Ryan_m_b said:
...You said they mostly live in one city? Even if they have outlying towns they'd have to be spread across potentially thousands of kilometres. That means you're going to have to have long supply chains to bring back goods and ship supplies to these places which is going to be quite expensive. Not to mention fragile, how long would your city survive if the enemy took out a few of these outlying towns? Also how many people does it take to operate an assortment of mines, quarries, oil fields etcetera? Especially as procedures, tools and workers in one field (i.e. chalk mining) might be totally inappropriate in another (i.e. uranium mining).
Yes long supply chains. Expensive? Not so bad, bulk ship transport is actually quite cheap. In Poland a few years ago there was a scandal - it turned out that importing coal from Australia was cheaper than mining it locally. (communists were explaining us for generations that coal was our main national asset...)
Damn, I just found other vulnerability that I haven't thought about it.

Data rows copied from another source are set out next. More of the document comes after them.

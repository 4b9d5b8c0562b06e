//! Project configuration, read from `vlang.yml` at the project root.
//!
//! ```yaml
//! locales: [en, fr]
//! source_locale: en
//! i18n_directory: i18n
//! filters:
//!   fr: [frenchPunctuation]
//! inputs:
//!   - type: google_sheets
//!     id: 1AbC...
//! ```

use std::{
    collections::BTreeMap,
    path::{Path, PathBuf},
};

use serde::{Deserialize, Serialize};
use unic_langid::LanguageIdentifier;

use crate::{
    error::Error,
    filters::Filter,
    locale::UnknownLocalePolicy,
    options::TranslateOptions,
    plural::Substitution,
    traits::Document,
};

/// Name of the configuration file inside a project root.
pub const CONFIG_FILE: &str = "vlang.yml";

/// Default cookie used to persist the chosen locale.
pub const DEFAULT_COOKIE_NAME: &str = "vlang";

/// An external translation source or sink.
#[derive(Debug, Clone, PartialEq, Eq, Deserialize, Serialize)]
pub struct External {
    #[serde(rename = "type")]
    pub kind: String,
    pub id: String,
}

#[derive(Debug, Clone, PartialEq, Eq, Deserialize, Serialize)]
pub struct Config {
    /// Enabled locales; the first one is the default.
    pub locales: Vec<String>,

    /// Locale the source strings are authored in.
    #[serde(default, skip_serializing_if = "Option::is_none")]
    pub source_locale: Option<String>,

    /// Directory holding imported `.vlg` files, relative to the project root.
    #[serde(default, skip_serializing_if = "Option::is_none")]
    pub i18n_directory: Option<String>,

    #[serde(default = "default_cookie_name")]
    pub cookie_name: String,

    #[serde(default = "default_debug")]
    pub debug: bool,

    #[serde(default)]
    pub unknown_locale: UnknownLocalePolicy,

    #[serde(default)]
    pub placeholder: Substitution,

    /// Filter names applied to imported text, per locale.
    #[serde(default, skip_serializing_if = "BTreeMap::is_empty")]
    pub filters: BTreeMap<String, Vec<String>>,

    #[serde(default, skip_serializing_if = "Vec::is_empty")]
    pub inputs: Vec<External>,

    #[serde(default, skip_serializing_if = "Vec::is_empty")]
    pub outputs: Vec<External>,
}

fn default_cookie_name() -> String {
    DEFAULT_COOKIE_NAME.to_string()
}

fn default_debug() -> bool {
    true
}

impl Config {
    /// Creates a configuration with the given locales and defaults elsewhere.
    pub fn new<S: Into<String>>(locales: impl IntoIterator<Item = S>) -> Self {
        Config {
            locales: locales.into_iter().map(Into::into).collect(),
            source_locale: None,
            i18n_directory: None,
            cookie_name: default_cookie_name(),
            debug: default_debug(),
            unknown_locale: UnknownLocalePolicy::default(),
            placeholder: Substitution::default(),
            filters: BTreeMap::new(),
            inputs: Vec::new(),
            outputs: Vec::new(),
        }
    }

    /// Loads `vlang.yml` from `root`.
    pub fn load<P: AsRef<Path>>(root: P) -> Result<Self, Error> {
        Self::read_from(root.as_ref().join(CONFIG_FILE))
    }

    /// Checks locales, the source locale and filter names.
    pub fn validate(&self) -> Result<(), Error> {
        if self.locales.is_empty() {
            return Err(Error::configuration_error("`locales` must not be empty"));
        }

        for locale in &self.locales {
            parse_locale(locale)?;
        }

        if let Some(source) = &self.source_locale {
            if !self.locales.contains(source) {
                return Err(Error::configuration_error(format!(
                    "source locale `{}` is not one of the enabled locales",
                    source
                )));
            }
        }

        self.filters_by_locale()?;
        Ok(())
    }

    /// Runtime options derived from this configuration.
    pub fn translate_options(&self) -> TranslateOptions {
        TranslateOptions::new()
            .with_debug(self.debug)
            .with_substitution(self.placeholder)
            .with_unknown_locale(self.unknown_locale)
    }

    /// Absolute path of the i18n directory for a project at `root`.
    pub fn i18n_root<P: AsRef<Path>>(&self, root: P) -> Result<PathBuf, Error> {
        self.i18n_directory
            .as_ref()
            .map(|dir| root.as_ref().join(dir))
            .ok_or_else(|| {
                Error::configuration_error("no `i18n_directory` found in configuration file")
            })
    }

    /// Parses the configured filter names.
    pub fn filters_by_locale(&self) -> Result<BTreeMap<String, Vec<Filter>>, Error> {
        self.filters
            .iter()
            .map(|(locale, names)| {
                let filters = names
                    .iter()
                    .map(|name| name.parse::<Filter>())
                    .collect::<Result<Vec<_>, _>>()?;
                Ok((locale.clone(), filters))
            })
            .collect()
    }
}

/// Parses a locale as a BCP 47 identifier, accepting `_` as separator.
pub fn parse_locale(locale: &str) -> Result<LanguageIdentifier, Error> {
    locale
        .replace('_', "-")
        .parse::<LanguageIdentifier>()
        .map_err(|e| Error::configuration_error(format!("invalid locale `{}`: {}", locale, e)))
}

One WW2 U-Boot would be able to choke most of such transport.
How would survive? For a while - no problem, there would be stockpiles - intended to survive a minor misfortune (like a big collapse in mine or drowning of two cargo ships in row). An captured mine would be indeed a problem.
Except from turning such crucial mines into a fortified regions I don't see a way into being able to defend them.
Sweden, like many rich nations, is reliant on trade for its economy to function. You seem to be trying to have your cake and eat it to: a nation that has the low population and high GDP of a real world nation but without the global market those nations need to function. Really what this boils down to is that a nation can have a small population, can have a high GDP and can have low levels of trade but it can only have two out of the three at anyone time. Bonus addition: it can be low tech, at which point it becomes "pick three out of four".
One thing. I do not to drop Sweden economy on this planet and pray for a miracle. ;) I fully see the part that economy would be terribly hit by lack of external trade. I try rather to counterbalance it with higher gross capital formation rate, higher human capital and automation.
Let's disaggregate GDP:
-farming, agriculture, mining (a few % of GDP) - perfect conditions
-industry (30% of GDP) - serious problem here
-services (over 75% of GDP) - fine conditions
So the real hit would be concerning stuff produced in small quantities. Like unique manufacturing equipment.
Other question - which level of tech improvement would you consider as realistic for a small, separate country, which is well managed, well educated and treating maintaining high tech as high priority?